Tu peux montrer tes seins ? C'est pour mon copain.Quel con, ce Stéphane. Ou ce Jean-Marc. Je ne sais plus qui avait fait la blague. Toujours est-il qu'elle s'était exécutée. A moitié. Elle avait relevé son pull et on avait vu ses seins enfermés par le soutien-gorge. De beaux seins ronds, gros, fermes, laiteux, tels qu'on les avait envisagés et perçus dans un geste furtif. J'étais gêné. J'avais rougi, je crois bien. Le sexe me turlupinait, mais j'étais reclus dans ma timidité, un complexe dû à ma condition, mon ignorance, mon manque de tout, pas seulement d'expérience. La moindre approche – ne parlons pas de rendez-vous, je n'avais pas encore lu Cioran –, était une crucifixion.
Peggy, c'était la rigolote de la classe. Une fille taillée pour le fantasme d'adolescents. Elancée avec les formes. Mais je la trouvais stupide. Hors de portée. D'un autre monde. On s'est retrouvé l'année suivante, à la fac. La première année, j'étais avec N. Elle préparait une formation pour être instit. En grande banlieue. Moi, j'étais à Paris, au Quartier latin. Entouré de jeunes étudiantes, de glandeurs, de salles de cinéma et de la Seine quand j'allais, solitaire, d'un pont à l'autre, de Jussieu à l'institut d'anglais, rue Charles V. J'étais très attiré par une provinciale bon chic bon genre pourtant. Elle avait un studio rue de la Harpe, je crois. Il m'arrivait de me prendre pour un personnage d'Eustache et la suivre de loin. Un copain, très proche d'elle, m'avait dit qu'elle s'en était rendu compte, qu'est-ce que je cherchais ? J'étais monté sur mes petits chevaux et prétexté que j'allais souvent dans son quartier, voir des films, qu'est-ce qu'elle croyait ? La honte ne m'a jamais quitté.
En deuxième année, j'ai rompu avec N. ou plutôt, elle a rompu avec moi. J'étais libre mais je me pensais malheureux. Peggy est venue à la charge. Je ne remarquais rien. J'étais l'homme le plus triste de la terre, de la fac tout au moins. Souvent, on prenait le métro ensemble en renrant de la la fac. Je lui baisais la main à sa station, puis continuait vers ma banlieue.
Elle a fini par me demander d'aller au cinéma avec moi. Elle ne comprenait pas ce que je foutais tous les jours dans l'obscurité. On s'est retrouvé justement rue de la Harpe.
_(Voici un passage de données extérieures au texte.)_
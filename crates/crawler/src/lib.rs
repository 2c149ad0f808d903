//! Catalog crawler: sitemap discovery, incremental page fetching, restock
//! detection and delisting reconciliation.

pub mod config;
pub mod differ;
pub mod fetcher;
pub mod parser;
pub mod reconcile;
pub mod sitemap;

pub use differ::{CrawlDiffer, CrawlReport, CrawlSettings};
//! Catalog product model.

use chrono::{DateTime, Utc};
use serde::{Deserialize, Serialize};

use crate::id::Sku;

/// Fields extracted from one product page.
///
/// Everything except the SKU is optional: pages of out-of-stock or minimal
/// products routinely omit data.
#[derive(Debug, Clone, PartialEq, Serialize, Deserialize)]
pub struct ProductRecord {
    pub sku: Sku,
    pub url: String,
    pub name: Option<String>,
    pub price: Option<f64>,
    pub currency: Option<String>,
    /// Tri-state: `None` when the page does not say.
    pub availability: Option<bool>,
}

/// A catalog product as stored.
#[derive(Debug, Clone, PartialEq, Serialize, Deserialize)]
pub struct Product {
    pub sku: Sku,
    pub url: Option<String>,
    pub name: Option<String>,
    pub price: Option<f64>,
    pub currency: Option<String>,
    pub availability: Option<bool>,
    pub created_at: DateTime<Utc>,
    pub updated_at: DateTime<Utc>,
    /// `None` while the SKU is present in the published sitemap.
    pub delisted_at: Option<DateTime<Utc>>,
}

impl Product {
    /// Build the stored form of a first-time record.
    pub fn from_record(record: &ProductRecord, now: DateTime<Utc>) -> Self {
        Self {
            sku: record.sku.clone(),
            url: Some(record.url.clone()),
            name: record.name.clone(),
            price: record.price,
            currency: record.currency.clone(),
            availability: record.availability,
            created_at: now,
            updated_at: now,
            delisted_at: None,
        }
    }

    /// Overwrite every mutable field from a fresh record; `created_at` and
    /// `delisted_at` are left alone.
    pub fn apply_record(&mut self, record: &ProductRecord, now: DateTime<Utc>) {
        self.url = Some(record.url.clone());
        self.name = record.name.clone();
        self.price = record.price;
        self.currency = record.currency.clone();
        self.availability = record.availability;
        self.updated_at = now;
    }

    pub fn is_delisted(&self) -> bool {
        self.delisted_at.is_some()
    }
}

/// Whether an availability change is notification-worthy.
///
/// Only unavailable/unknown -> available counts; a stockout never does.
pub fn is_restock(previous: Option<bool>, current: Option<bool>) -> bool {
    previous != Some(true) && current == Some(true)
}

#[cfg(test)]
mod tests {
    use super::*;

    fn record(availability: Option<bool>) -> ProductRecord {
        ProductRecord {
            sku: Sku::parse("10327701").unwrap(),
            url: "https://www.saq.com/fr/10327701".to_string(),
            name: Some("Château Test".to_string()),
            price: Some(21.5),
            currency: Some("CAD".to_string()),
            availability,
        }
    }

    #[test]
    fn restock_only_on_transition_to_available() {
        assert!(is_restock(None, Some(true)));
        assert!(is_restock(Some(false), Some(true)));
        assert!(!is_restock(Some(true), Some(true)));
        assert!(!is_restock(Some(true), Some(false)));
        assert!(!is_restock(Some(false), None));
        assert!(!is_restock(None, None));
    }

    #[test]
    fn apply_record_preserves_creation_metadata() {
        let created = DateTime::parse_from_rfc3339("2026-01-01T00:00:00Z")
            .unwrap()
            .with_timezone(&Utc);
        let later = DateTime::parse_from_rfc3339("2026-02-01T00:00:00Z")
            .unwrap()
            .with_timezone(&Utc);

        let mut product = Product::from_record(&record(Some(false)), created);
        product.delisted_at = Some(created);
        product.apply_record(&record(Some(true)), later);

        assert_eq!(product.created_at, created);
        assert_eq!(product.updated_at, later);
        assert_eq!(product.availability, Some(true));
        assert_eq!(product.delisted_at, Some(created));
    }
}
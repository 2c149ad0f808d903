use axum::Router;

pub mod notifications;
pub mod products;
pub mod system;
pub mod watches;

/// Router for the `/api/v1` surface.
pub fn router() -> Router {
    Router::new()
        .nest(
            "/watches",
            watches::router().merge(notifications::router()),
        )
        .nest("/products", products::router())
}
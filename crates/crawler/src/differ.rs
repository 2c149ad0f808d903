//! Incremental crawl: decide which sitemap entries to re-fetch, fetch them one
//! at a time, persist the result and record restocks.

use std::collections::{HashMap, HashSet};
use std::sync::Arc;
use std::time::{Duration, Instant};

use chrono::{DateTime, NaiveDate, Utc};
use tracing::{debug, info, instrument, warn};

use cellarwatch_core::{is_restock, Sku};
use cellarwatch_infra::store::{CatalogStore, StoreError, UpsertKind};

use crate::fetcher::PageFetcher;
use crate::parser::ProductParser;
use crate::reconcile;
use crate::sitemap::SitemapEntry;

/// Calendar date of a `<lastmod>` value.
///
/// Accepts a bare date (`2026-02-01`) or an RFC 3339 datetime
/// (`2026-02-18T15:21:49+00:00`); the time and offset are ignored.
pub fn parse_lastmod_date(raw: &str) -> Option<NaiveDate> {
    let raw = raw.trim();
    if let Ok(date) = NaiveDate::parse_from_str(raw, "%Y-%m-%d") {
        return Some(date);
    }
    DateTime::parse_from_rfc3339(raw)
        .ok()
        .map(|dt| dt.date_naive())
}

/// Whether an entry must be fetched again.
///
/// Missing or unparseable `lastmod` and unknown SKUs always re-fetch;
/// otherwise only a `lastmod` date strictly after the stored write date does.
pub fn needs_scrape(entry: &SitemapEntry, updated_dates: &HashMap<Sku, NaiveDate>) -> bool {
    let Some(lastmod) = entry.lastmod.as_deref().and_then(parse_lastmod_date) else {
        return true;
    };
    match updated_dates.get(&entry.sku) {
        Some(stored) => lastmod > *stored,
        None => true,
    }
}

/// Exit status for a finished run.
///
/// `0` clean, `1` partial (something saved, something failed), `2` nothing
/// saved and at least one failure.
pub fn exit_code(saved: u64, errors: u64) -> u8 {
    match (saved, errors) {
        (_, 0) => 0,
        (0, _) => 2,
        _ => 1,
    }
}

/// Counters for one crawl run.
#[derive(Debug, Clone, Default, PartialEq, Eq)]
pub struct CrawlReport {
    pub sitemap_urls: u64,
    pub fetched: u64,
    pub inserted: u64,
    pub updated: u64,
    pub failed: u64,
    pub skipped: u64,
    pub restocks: u64,
    pub delisted: u64,
    pub relisted: u64,
    pub duration: Duration,
}

impl CrawlReport {
    pub fn saved(&self) -> u64 {
        self.inserted + self.updated
    }

    pub fn exit_code(&self) -> u8 {
        exit_code(self.saved(), self.failed)
    }

    /// End-of-run log line, one field per counter.
    pub fn log_summary(&self) {
        info!(
            duration_secs = self.duration.as_secs_f64(),
            sitemap_urls = self.sitemap_urls,
            fetched = self.fetched,
            inserted = self.inserted,
            updated = self.updated,
            failed = self.failed,
            skipped = self.skipped,
            restocks = self.restocks,
            delisted = self.delisted,
            relisted = self.relisted,
            exit_code = self.exit_code(),
            "crawl finished"
        );
    }
}

#[derive(Debug, Clone)]
pub struct CrawlSettings {
    /// Pause before every page fetch.
    pub request_delay: Duration,
    /// Cap on pages fetched this run; entries past the cap count as skipped.
    pub max_products: Option<usize>,
}

impl Default for CrawlSettings {
    fn default() -> Self {
        Self {
            request_delay: Duration::from_secs(2),
            max_products: None,
        }
    }
}

/// Runs one crawl over a complete sitemap snapshot.
pub struct CrawlDiffer {
    fetcher: Arc<dyn PageFetcher>,
    parser: Arc<dyn ProductParser>,
    catalog: Arc<dyn CatalogStore>,
    settings: CrawlSettings,
}

impl CrawlDiffer {
    pub fn new(
        fetcher: Arc<dyn PageFetcher>,
        parser: Arc<dyn ProductParser>,
        catalog: Arc<dyn CatalogStore>,
        settings: CrawlSettings,
    ) -> Self {
        Self {
            fetcher,
            parser,
            catalog,
            settings,
        }
    }

    /// Process every entry, then reconcile delistings.
    ///
    /// Per-entry failures are counted and skipped. Only failing to load the
    /// starting snapshots aborts the run.
    #[instrument(skip(self, entries), fields(entries = entries.len()))]
    pub async fn run(&self, entries: &[SitemapEntry]) -> Result<CrawlReport, StoreError> {
        let started = Instant::now();
        let mut report = CrawlReport {
            sitemap_urls: entries.len() as u64,
            ..CrawlReport::default()
        };

        let updated_dates = self.catalog.updated_dates().await?;
        let mut availability = self.catalog.availability_snapshot().await?;

        for entry in entries {
            if !needs_scrape(entry, &updated_dates) {
                report.skipped += 1;
                continue;
            }
            if self
                .settings
                .max_products
                .is_some_and(|max| report.fetched as usize >= max)
            {
                report.skipped += 1;
                continue;
            }

            // The sitemap requests that came before hit the same host.
            tokio::time::sleep(self.settings.request_delay).await;

            report.fetched += 1;
            self.process_entry(entry, &mut availability, &mut report, Utc::now())
                .await;
        }

        if entries.is_empty() {
            warn!("sitemap produced no entries; skipping reconciliation");
        } else {
            let sitemap_skus: HashSet<Sku> = entries.iter().map(|e| e.sku.clone()).collect();
            match reconcile::reconcile(self.catalog.as_ref(), &sitemap_skus, Utc::now()).await {
                Ok(outcome) => {
                    report.delisted = outcome.delisted;
                    report.relisted = outcome.relisted;
                }
                Err(e) => warn!(error = %e, "reconciliation failed; skipped for this run"),
            }
        }

        report.duration = started.elapsed();
        Ok(report)
    }

    async fn process_entry(
        &self,
        entry: &SitemapEntry,
        availability: &mut HashMap<Sku, Option<bool>>,
        report: &mut CrawlReport,
        now: DateTime<Utc>,
    ) {
        let html = match self.fetcher.fetch(&entry.url).await {
            Ok(body) => body,
            Err(e) => {
                warn!(sku = %entry.sku, error = %e, "fetch failed");
                report.failed += 1;
                return;
            }
        };

        let record = match self.parser.parse(&html, &entry.url) {
            Ok(record) => record,
            Err(e) => {
                warn!(sku = %entry.sku, error = %e, "parse failed");
                report.failed += 1;
                return;
            }
        };

        let previous = availability.get(&record.sku).copied().flatten();
        let restock = is_restock(previous, record.availability);

        match self.catalog.save_scrape(&record, restock, now).await {
            Ok(outcome) => {
                match outcome.kind {
                    UpsertKind::Inserted => report.inserted += 1,
                    UpsertKind::Updated => report.updated += 1,
                }
                if let Some(event_id) = outcome.restock_event {
                    report.restocks += 1;
                    info!(sku = %record.sku, event_id = %event_id, "restock detected");
                }
                availability.insert(record.sku.clone(), record.availability);
                debug!(sku = %record.sku, kind = ?outcome.kind, "product saved");
            }
            Err(e) => {
                warn!(sku = %record.sku, error = %e, "save failed; rolled back");
                report.failed += 1;
            }
        }
    }
}
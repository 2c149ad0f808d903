//! Strongly-typed identifiers used across the pipeline.
//!
//! Two families live here:
//! - database-assigned numeric ids (`RestockEventId`, `WatchId`)
//! - externally supplied string keys (`Sku`, `WatcherId`)

use core::str::FromStr;
use serde::{Deserialize, Serialize};

use crate::error::DomainError;

/// Maximum accepted SKU length (matches the `products.sku` column).
pub const MAX_SKU_LENGTH: usize = 50;

/// Maximum accepted watcher identity length.
pub const MAX_WATCHER_ID_LENGTH: usize = 100;

/// Identifier of a restock event (BIGSERIAL in storage).
#[derive(Debug, Copy, Clone, PartialEq, Eq, PartialOrd, Ord, Hash, Serialize, Deserialize)]
#[serde(transparent)]
pub struct RestockEventId(i64);

/// Identifier of a watch row.
#[derive(Debug, Copy, Clone, PartialEq, Eq, PartialOrd, Ord, Hash, Serialize, Deserialize)]
#[serde(transparent)]
pub struct WatchId(i64);

macro_rules! impl_serial_newtype {
    ($t:ty, $name:literal) => {
        impl $t {
            pub fn new(value: i64) -> Self {
                Self(value)
            }

            pub fn get(&self) -> i64 {
                self.0
            }
        }

        impl core::fmt::Display for $t {
            fn fmt(&self, f: &mut core::fmt::Formatter<'_>) -> core::fmt::Result {
                core::fmt::Display::fmt(&self.0, f)
            }
        }

        impl From<i64> for $t {
            fn from(value: i64) -> Self {
                Self(value)
            }
        }

        impl From<$t> for i64 {
            fn from(value: $t) -> Self {
                value.0
            }
        }

        impl FromStr for $t {
            type Err = DomainError;

            fn from_str(s: &str) -> Result<Self, Self::Err> {
                let value = i64::from_str(s)
                    .map_err(|e| DomainError::invalid_id(format!("{}: {}", $name, e)))?;
                Ok(Self(value))
            }
        }
    };
}

impl_serial_newtype!(RestockEventId, "RestockEventId");
impl_serial_newtype!(WatchId, "WatchId");

/// Immutable external product identifier (primary key of the catalog).
#[derive(Debug, Clone, PartialEq, Eq, PartialOrd, Ord, Hash, Serialize, Deserialize)]
#[serde(try_from = "String", into = "String")]
pub struct Sku(String);

impl Sku {
    /// Validate and wrap a raw SKU.
    pub fn parse(raw: impl Into<String>) -> Result<Self, DomainError> {
        let raw = raw.into();
        let trimmed = raw.trim();
        if trimmed.is_empty() {
            return Err(DomainError::invalid_id("Sku: empty"));
        }
        if trimmed.len() > MAX_SKU_LENGTH {
            return Err(DomainError::invalid_id(format!(
                "Sku: longer than {MAX_SKU_LENGTH} characters"
            )));
        }
        Ok(Self(trimmed.to_string()))
    }

    /// Derive the SKU from a product page URL (its last non-empty path segment).
    ///
    /// `https://www.saq.com/fr/10327701` -> `10327701`
    pub fn from_product_url(url: &str) -> Result<Self, DomainError> {
        let without_query = url.split(['?', '#']).next().unwrap_or(url);
        let segment = without_query
            .trim_end_matches('/')
            .rsplit('/')
            .next()
            .unwrap_or_default();
        Self::parse(segment)
    }

    /// Catalog products carry purely numeric SKUs; recipes and accessories
    /// published in the same sitemap use slugs.
    pub fn is_catalog_product(&self) -> bool {
        self.0.bytes().all(|b| b.is_ascii_digit())
    }

    pub fn as_str(&self) -> &str {
        &self.0
    }
}

impl core::fmt::Display for Sku {
    fn fmt(&self, f: &mut core::fmt::Formatter<'_>) -> core::fmt::Result {
        f.write_str(&self.0)
    }
}

impl FromStr for Sku {
    type Err = DomainError;

    fn from_str(s: &str) -> Result<Self, Self::Err> {
        Self::parse(s)
    }
}

impl TryFrom<String> for Sku {
    type Error = DomainError;

    fn try_from(value: String) -> Result<Self, Self::Error> {
        Self::parse(value)
    }
}

impl From<Sku> for String {
    fn from(value: Sku) -> Self {
        value.0
    }
}

impl AsRef<str> for Sku {
    fn as_ref(&self) -> &str {
        &self.0
    }
}

/// Opaque watcher identity, e.g. `tg:123456`.
///
/// The pipeline never interprets it; only the delivery side knows how to
/// route a given format.
#[derive(Debug, Clone, PartialEq, Eq, Hash, Serialize, Deserialize)]
#[serde(try_from = "String", into = "String")]
pub struct WatcherId(String);

impl WatcherId {
    pub fn parse(raw: impl Into<String>) -> Result<Self, DomainError> {
        let raw = raw.into();
        if raw.is_empty() {
            return Err(DomainError::invalid_id("WatcherId: empty"));
        }
        if raw.len() > MAX_WATCHER_ID_LENGTH {
            return Err(DomainError::invalid_id(format!(
                "WatcherId: longer than {MAX_WATCHER_ID_LENGTH} characters"
            )));
        }
        Ok(Self(raw))
    }

    pub fn as_str(&self) -> &str {
        &self.0
    }
}

impl core::fmt::Display for WatcherId {
    fn fmt(&self, f: &mut core::fmt::Formatter<'_>) -> core::fmt::Result {
        f.write_str(&self.0)
    }
}

impl TryFrom<String> for WatcherId {
    type Error = DomainError;

    fn try_from(value: String) -> Result<Self, Self::Error> {
        Self::parse(value)
    }
}

impl From<WatcherId> for String {
    fn from(value: WatcherId) -> Self {
        value.0
    }
}

#[cfg(test)]
mod tests {
    use super::*;

    #[test]
    fn sku_from_product_url_takes_last_segment() {
        let sku = Sku::from_product_url("https://www.saq.com/fr/10327701").unwrap();
        assert_eq!(sku.as_str(), "10327701");

        let sku = Sku::from_product_url("https://www.saq.com/fr/10327701/?utm=x").unwrap();
        assert_eq!(sku.as_str(), "10327701");
    }

    #[test]
    fn numeric_skus_are_catalog_products() {
        assert!(Sku::parse("10327701").unwrap().is_catalog_product());
        assert!(Sku::parse("1040").unwrap().is_catalog_product());
        assert!(!Sku::parse("aperol-spritz-ec").unwrap().is_catalog_product());
        assert!(!Sku::parse("boeuf-bourguignon").unwrap().is_catalog_product());
    }

    #[test]
    fn sku_rejects_empty_and_oversized() {
        assert!(Sku::parse("   ").is_err());
        assert!(Sku::parse("9".repeat(MAX_SKU_LENGTH + 1)).is_err());
        assert!(Sku::from_product_url("https://www.saq.com/").is_err());
    }

    #[test]
    fn sku_serde_is_transparent_and_validated() {
        let sku: Sku = serde_json::from_str("\"12345\"").unwrap();
        assert_eq!(serde_json::to_string(&sku).unwrap(), "\"12345\"");
        assert!(serde_json::from_str::<Sku>("\"\"").is_err());
    }

    #[test]
    fn watcher_id_bounds() {
        assert!(WatcherId::parse("tg:42").is_ok());
        assert!(WatcherId::parse("").is_err());
        assert!(WatcherId::parse("x".repeat(MAX_WATCHER_ID_LENGTH + 1)).is_err());
    }

    #[test]
    fn serial_ids_parse() {
        let id: RestockEventId = "17".parse().unwrap();
        assert_eq!(id.get(), 17);
        assert!("abc".parse::<WatchId>().is_err());
    }
}
//! Domain error model.

use thiserror::Error;

/// Result type used across the domain layer.
pub type DomainResult<T> = Result<T, DomainError>;

/// Domain-level error.
///
/// Keep this focused on deterministic input failures (malformed identifiers,
/// out-of-range values). Storage and transport concerns belong elsewhere.
#[derive(Debug, Error, Clone, PartialEq, Eq)]
pub enum DomainError {
    /// A value failed validation (e.g. malformed input).
    #[error("validation failed: {0}")]
    Validation(String),

    /// An identifier was invalid (e.g. parse failure).
    #[error("invalid identifier: {0}")]
    InvalidId(String),
}

impl DomainError {
    pub fn validation(msg: impl Into<String>) -> Self {
        Self::Validation(msg.into())
    }

    pub fn invalid_id(msg: impl Into<String>) -> Self {
        Self::InvalidId(msg.into())
    }
}
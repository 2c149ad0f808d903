//! Sitemap discovery.
//!
//! The catalog publishes a sitemap index (`<sitemapindex><sitemap><loc>`)
//! pointing at product sub-sitemaps (`<urlset><url><loc>` + optional
//! `<lastmod>`). Only entries whose last path segment is a numeric SKU are
//! catalog products; the same sitemaps also list recipes and accessories.

use std::collections::HashSet;
use std::time::Duration;

use scraper::{ElementRef, Html, Selector};
use thiserror::Error;
use tracing::{debug, info, warn};

use cellarwatch_core::Sku;

use crate::fetcher::{FetchError, PageFetcher};

#[derive(Debug, Error)]
pub enum SitemapError {
    #[error("sitemap fetch failed: {0}")]
    Fetch(#[from] FetchError),

    #[error("sitemap index {0} lists no sub-sitemaps")]
    EmptyIndex(String),
}

/// One product URL from a sub-sitemap.
#[derive(Debug, Clone, PartialEq, Eq)]
pub struct SitemapEntry {
    pub url: String,
    pub sku: Sku,
    /// Raw `<lastmod>` text, date or RFC 3339 datetime.
    pub lastmod: Option<String>,
}

fn selector(css: &str) -> Option<Selector> {
    Selector::parse(css).ok()
}

fn child_text(element: ElementRef<'_>, child: &Selector) -> Option<String> {
    element
        .select(child)
        .next()
        .map(|el| el.text().collect::<String>().trim().to_string())
        .filter(|text| !text.is_empty())
}

/// Sub-sitemap URLs listed by a sitemap index document.
pub fn parse_sitemap_index(xml: &str) -> Vec<String> {
    sitemap_locations(xml).unwrap_or_default()
}

fn sitemap_locations(xml: &str) -> Option<Vec<String>> {
    let doc = Html::parse_document(xml);
    let sitemap = selector("sitemap")?;
    let loc = selector("loc")?;

    Some(
        doc.select(&sitemap)
            .filter_map(|el| child_text(el, &loc))
            .collect(),
    )
}

/// Catalog product entries of one sub-sitemap.
pub fn parse_sub_sitemap(xml: &str) -> Vec<SitemapEntry> {
    product_entries(xml).unwrap_or_default()
}

fn product_entries(xml: &str) -> Option<Vec<SitemapEntry>> {
    let doc = Html::parse_document(xml);
    let url = selector("url")?;
    let loc = selector("loc")?;
    let lastmod = selector("lastmod")?;

    let entries = doc
        .select(&url)
        .filter_map(|el| {
            let href = child_text(el, &loc)?;
            let sku = Sku::from_product_url(&href).ok()?;
            if !sku.is_catalog_product() {
                return None;
            }
            Some(SitemapEntry {
                url: href,
                sku,
                lastmod: child_text(el, &lastmod),
            })
        })
        .collect();
    Some(entries)
}

/// Fetch the index and every sub-sitemap it lists, pausing `delay` between
/// requests. Duplicate SKUs keep their first entry.
///
/// A sub-sitemap that fails to download aborts discovery: a partial snapshot
/// would make reconciliation delist everything it is missing.
pub async fn fetch_entries(
    fetcher: &dyn PageFetcher,
    index_url: &str,
    delay: Duration,
) -> Result<Vec<SitemapEntry>, SitemapError> {
    let index = fetcher.fetch(index_url).await?;
    let sub_sitemaps = parse_sitemap_index(&index);
    if sub_sitemaps.is_empty() {
        return Err(SitemapError::EmptyIndex(index_url.to_string()));
    }
    info!(count = sub_sitemaps.len(), "fetched sitemap index");

    let mut seen = HashSet::new();
    let mut entries = Vec::new();
    for url in &sub_sitemaps {
        tokio::time::sleep(delay).await;
        let body = fetcher.fetch(url).await?;
        let parsed = parse_sub_sitemap(&body);
        debug!(sub_sitemap = %url, entries = parsed.len(), "parsed sub-sitemap");

        for entry in parsed {
            if seen.insert(entry.sku.clone()) {
                entries.push(entry);
            } else {
                warn!(sku = %entry.sku, url = %entry.url, "duplicate SKU in sitemap, keeping first");
            }
        }
    }

    Ok(entries)
}
use axum::http::StatusCode;
use axum::response::IntoResponse;
use serde_json::json;

use cellarwatch_core::DomainError;
use cellarwatch_infra::store::StoreError;

pub fn store_error_to_response(err: StoreError) -> axum::response::Response {
    match err {
        StoreError::Conflict(msg) => json_error(StatusCode::CONFLICT, "conflict", msg),
        StoreError::NotFound(msg) => json_error(StatusCode::NOT_FOUND, "not_found", msg),
        StoreError::InvalidRow(msg) => {
            tracing::error!(error = %msg, "stored row failed to decode");
            json_error(StatusCode::INTERNAL_SERVER_ERROR, "invalid_row", msg)
        }
        StoreError::Backend(msg) => {
            tracing::error!(error = %msg, "storage backend failure");
            json_error(StatusCode::SERVICE_UNAVAILABLE, "store_error", msg)
        }
    }
}

pub fn domain_error_to_response(err: DomainError) -> axum::response::Response {
    json_error(StatusCode::UNPROCESSABLE_ENTITY, "validation_error", err.to_string())
}

pub fn json_error(
    status: StatusCode,
    code: &'static str,
    message: impl Into<String>,
) -> axum::response::Response {
    (
        status,
        axum::Json(json!({
            "error": code,
            "message": message.into(),
        })),
    )
        .into_response()
}
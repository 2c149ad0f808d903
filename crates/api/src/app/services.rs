use std::sync::Arc;

use thiserror::Error;

use cellarwatch_infra::store::{CatalogStore, InMemoryStore, RestockEventStore, WatchStore};

/// Batch sizes negotiated between the fetch and ack endpoints.
#[derive(Debug, Clone, Copy, PartialEq, Eq)]
pub struct BatchLimits {
    fetch: usize,
    ack: usize,
}

#[derive(Debug, Error, PartialEq, Eq)]
pub enum LimitsError {
    #[error("batch limits must be positive (fetch={fetch}, ack={ack})")]
    Zero { fetch: usize, ack: usize },

    /// A drainer acks everything it fetched in one request, so a fetch page
    /// larger than the ack cap could never be retired.
    #[error("notification fetch limit {fetch} exceeds ack batch limit {ack}")]
    FetchExceedsAck { fetch: usize, ack: usize },
}

impl BatchLimits {
    pub fn new(fetch: usize, ack: usize) -> Result<Self, LimitsError> {
        if fetch == 0 || ack == 0 {
            return Err(LimitsError::Zero { fetch, ack });
        }
        if fetch > ack {
            return Err(LimitsError::FetchExceedsAck { fetch, ack });
        }
        Ok(Self { fetch, ack })
    }

    pub fn fetch(&self) -> usize {
        self.fetch
    }

    pub fn ack(&self) -> usize {
        self.ack
    }
}

impl Default for BatchLimits {
    fn default() -> Self {
        Self { fetch: 100, ack: 100 }
    }
}

/// Shared handler state: store handles plus batch limits.
#[derive(Clone)]
pub struct AppServices {
    pub catalog: Arc<dyn CatalogStore>,
    pub events: Arc<dyn RestockEventStore>,
    pub watches: Arc<dyn WatchStore>,
    pub limits: BatchLimits,
}

impl AppServices {
    /// Wire all three boundaries to one backing store.
    pub fn from_store<S>(store: Arc<S>, limits: BatchLimits) -> Self
    where
        S: CatalogStore + RestockEventStore + WatchStore + 'static,
    {
        Self {
            catalog: store.clone(),
            events: store.clone(),
            watches: store,
            limits,
        }
    }

    /// Dev/test wiring backed by a fresh in-memory store.
    pub fn in_memory(limits: BatchLimits) -> Self {
        Self::from_store(Arc::new(InMemoryStore::new()), limits)
    }
}

#[cfg(test)]
mod tests {
    use super::*;

    #[test]
    fn fetch_limit_may_not_exceed_ack_limit() {
        assert!(BatchLimits::new(100, 100).is_ok());
        assert!(BatchLimits::new(50, 100).is_ok());
        assert_eq!(
            BatchLimits::new(101, 100),
            Err(LimitsError::FetchExceedsAck { fetch: 101, ack: 100 })
        );
        assert!(matches!(BatchLimits::new(0, 10), Err(LimitsError::Zero { .. })));
    }
}
//! Notifier configuration (environment + CLI flags).

use std::time::Duration;

use clap::Parser;

/// Restock notification delivery loop.
#[derive(Debug, Clone, Parser)]
#[command(name = "cellarwatch-notifier", about = "Restock notification drainer", long_about = None)]
pub struct NotifierConfig {
    /// Base URL of the cellarwatch API.
    #[arg(long, env = "BACKEND_URL", default_value = "http://localhost:8000")]
    pub backend_url: String,

    #[arg(long, env = "BACKEND_TIMEOUT_SECS", default_value_t = 10)]
    pub backend_timeout_secs: u64,

    #[arg(long, env = "TELEGRAM_BOT_TOKEN", hide_env_values = true)]
    pub telegram_bot_token: String,

    #[arg(long, env = "TELEGRAM_API_URL", default_value = "https://api.telegram.org")]
    pub telegram_api_url: String,

    /// Seconds between drain cycles.
    #[arg(long, env = "POLL_INTERVAL_SECS", default_value_t = 60)]
    pub poll_interval_secs: u64,

    /// Watcher id prefix routed to Telegram (`tg` matches `tg:<chat id>`).
    #[arg(long, env = "RECIPIENT_PREFIX", default_value = "tg")]
    pub recipient_prefix: String,

    /// Product links in messages are `<base>/<sku>`.
    #[arg(long, env = "PRODUCT_BASE_URL", default_value = "https://www.saq.com/fr")]
    pub product_base_url: String,
}

impl NotifierConfig {
    pub fn load() -> Result<Self, clap::Error> {
        _ = dotenvy::dotenv();
        Self::try_parse()
    }

    pub fn backend_timeout(&self) -> Duration {
        Duration::from_secs(self.backend_timeout_secs)
    }

    pub fn poll_interval(&self) -> Duration {
        Duration::from_secs(self.poll_interval_secs.max(1))
    }
}

#[cfg(test)]
mod tests {
    use super::*;

    #[test]
    fn token_is_required_and_defaults_fill_the_rest() {
        let cfg = NotifierConfig::try_parse_from([
            "cellarwatch-notifier",
            "--telegram-bot-token",
            "123:abc",
        ])
        .unwrap();
        assert_eq!(cfg.recipient_prefix, "tg");
        assert_eq!(cfg.backend_timeout(), Duration::from_secs(10));

        let zero = NotifierConfig::try_parse_from([
            "cellarwatch-notifier",
            "--telegram-bot-token",
            "123:abc",
            "--poll-interval-secs",
            "0",
        ])
        .unwrap();
        assert_eq!(zero.poll_interval(), Duration::from_secs(1));
    }
}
Voir un film allemand dont je me rappelle le titre parfaitement, l'intrigue un peu moins, La Femme flambée. Nous étions en hiver et l'ardente Peggy avait froid. Elle s'en plaignait. Au lieu de la coller contre moi, je lui ai offert ma veste. Je faisais ce genre de choses. Pitoyables. Suicidaire. Je l'étais. Je savais pertinemment qu'en ne cédant pas à ses avances, je passais pour un original dans le meilleur des cas, pour un crétin plus sûrement. Je portais le deuil de mon amour brisé, et le goût du sacrifice romantique à deux balles.
Dès le lendemain, Peggy a cessé de m'adresser la parole. Je l'avais humiliée en cherchant à m'humilier. L'année suivante, on s'est perdu de vue, je crois bien. J'ai cédé aux avances de ma prof d'informatique, qui avait 15 ans de plus que moi.
Je pense souvent à Peggy, à ma connerie d'alors, un peu différente de celle d'aujourd'hui. Qu'est-elle devenue, Peggy ? Femme de médecin ? Rangée et éteinte ? Ou explosive, prenant un ou des amants après sept ans d'un mariage confortable mais ennuyeux, s'éclatant enfin ? Violée par un cousin ? Actrice X ? Exilée en Israël et dévouée à la cause ? Pute à la retraite ? Diplomate ? Vendeuse de fringues ? Emportée par un cancer du sein ?
Parfois, j'aimerais la revoir. Elle ne m'attirerait pas plus qu'hier. Non, j'aimerais l'entendre me raconter cette histoire, changer de point de vue. En finir avec les souvenirs. Parler de sa vie, d'aujourd'hui.